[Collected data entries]
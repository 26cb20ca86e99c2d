//! Core ISO 9660 image reader module

pub mod decode;
pub mod directory;
pub mod error;
pub mod path_table;
pub mod sector;
pub mod volume;
mod resolve;

use std::path::Path;

use log::info;

use directory::{DirectoryChildren, DirectoryRecord};
use path_table::PathTableEntry;
use resolve::PathResolver;
use sector::SectorReader;
use volume::PrimaryVolumeDescriptor;
pub use error::{IsoError, Result};

/// The main reader for ISO 9660 filesystem images.
///
/// Opens an image file, locates its Primary Volume Descriptor and path
/// table, and serves file lookups without mounting the filesystem.
#[derive(Debug)]
pub struct IsoImage {
    sectors: SectorReader,
    volume: PrimaryVolumeDescriptor,
    path_table: Vec<PathTableEntry>,
}

impl IsoImage {
    /// Read an ISO 9660 image from the given path.
    ///
    /// # Arguments
    /// * `path` - File path to the .iso image
    ///
    /// # Errors
    /// Returns an error if:
    /// - File cannot be opened or read
    /// - The descriptor set has no primary descriptor or no terminator
    /// - A both-endian field disagrees between its halves
    /// - The path table does not decode to its declared size
    pub fn open(path: impl AsRef<Path>) -> Result<Self> {
        let path = path.as_ref();
        info!("Opening ISO image: {}", path.display());
        let sectors = SectorReader::new(path);

        let volume = volume::find_primary(&sectors)?;
        let path_table = path_table::read_path_table(
            &sectors,
            volume.path_table_location,
            volume.path_table_size,
        )?;

        info!(
            "ISO image opened: volume '{}', {} directories in the path table",
            volume.volume_identifier,
            path_table.len()
        );

        Ok(Self {
            sectors,
            volume,
            path_table,
        })
    }

    /// The image's Primary Volume Descriptor.
    pub fn volume(&self) -> &PrimaryVolumeDescriptor {
        &self.volume
    }

    /// The little-endian path table, in table order.
    pub fn path_table(&self) -> &[PathTableEntry] {
        &self.path_table
    }

    /// Look up the directory record for an absolute path.
    ///
    /// Paths are case-insensitive; `;version` suffixes on the stored
    /// identifiers are ignored.
    ///
    /// # Errors
    /// Returns `PathNotFound` if no entry matches, or a corruption error
    /// if a directory extent fails to decode along the way.
    pub fn stat(&self, path: &str) -> Result<DirectoryRecord> {
        self.resolver().resolve(path)
    }

    /// Read the full content of the file at an absolute path.
    pub fn get_file(&self, path: &str) -> Result<Vec<u8>> {
        let record = self.stat(path)?;
        self.read_extent(&record)
    }

    /// Read the extent behind a previously resolved record.
    pub fn read_extent(&self, record: &DirectoryRecord) -> Result<Vec<u8>> {
        self.sectors
            .read(record.extent_location, record.extent_length as usize)
    }

    /// Iterate over the children of a directory record.
    ///
    /// The iterator reads the directory extent one sector at a time.
    pub fn children(&self, record: &DirectoryRecord) -> DirectoryChildren<'_> {
        DirectoryChildren::new(&self.sectors, record.extent_location)
    }

    fn resolver(&self) -> PathResolver<'_> {
        PathResolver::new(&self.sectors, &self.volume, &self.path_table)
    }
}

=== WHAT THE EXERCISE ASKS ===
Retype only the stretch of lines above starting at the one with "pub struct IsoImage" and stopping at the one with "or no terminator", exactly as written, with both kept.

=== OUTPUT OF THE TASK ===
pub struct IsoImage {
    sectors: SectorReader,
    volume: PrimaryVolumeDescriptor,
    path_table: Vec<PathTableEntry>,
}

impl IsoImage {
    /// Read an ISO 9660 image from the given path.
    ///
    /// # Arguments
    /// * `path` - File path to the .iso image
    ///
    /// # Errors
    /// Returns an error if:
    /// - File cannot be opened or read
    /// - The descriptor set has no primary descriptor or no terminator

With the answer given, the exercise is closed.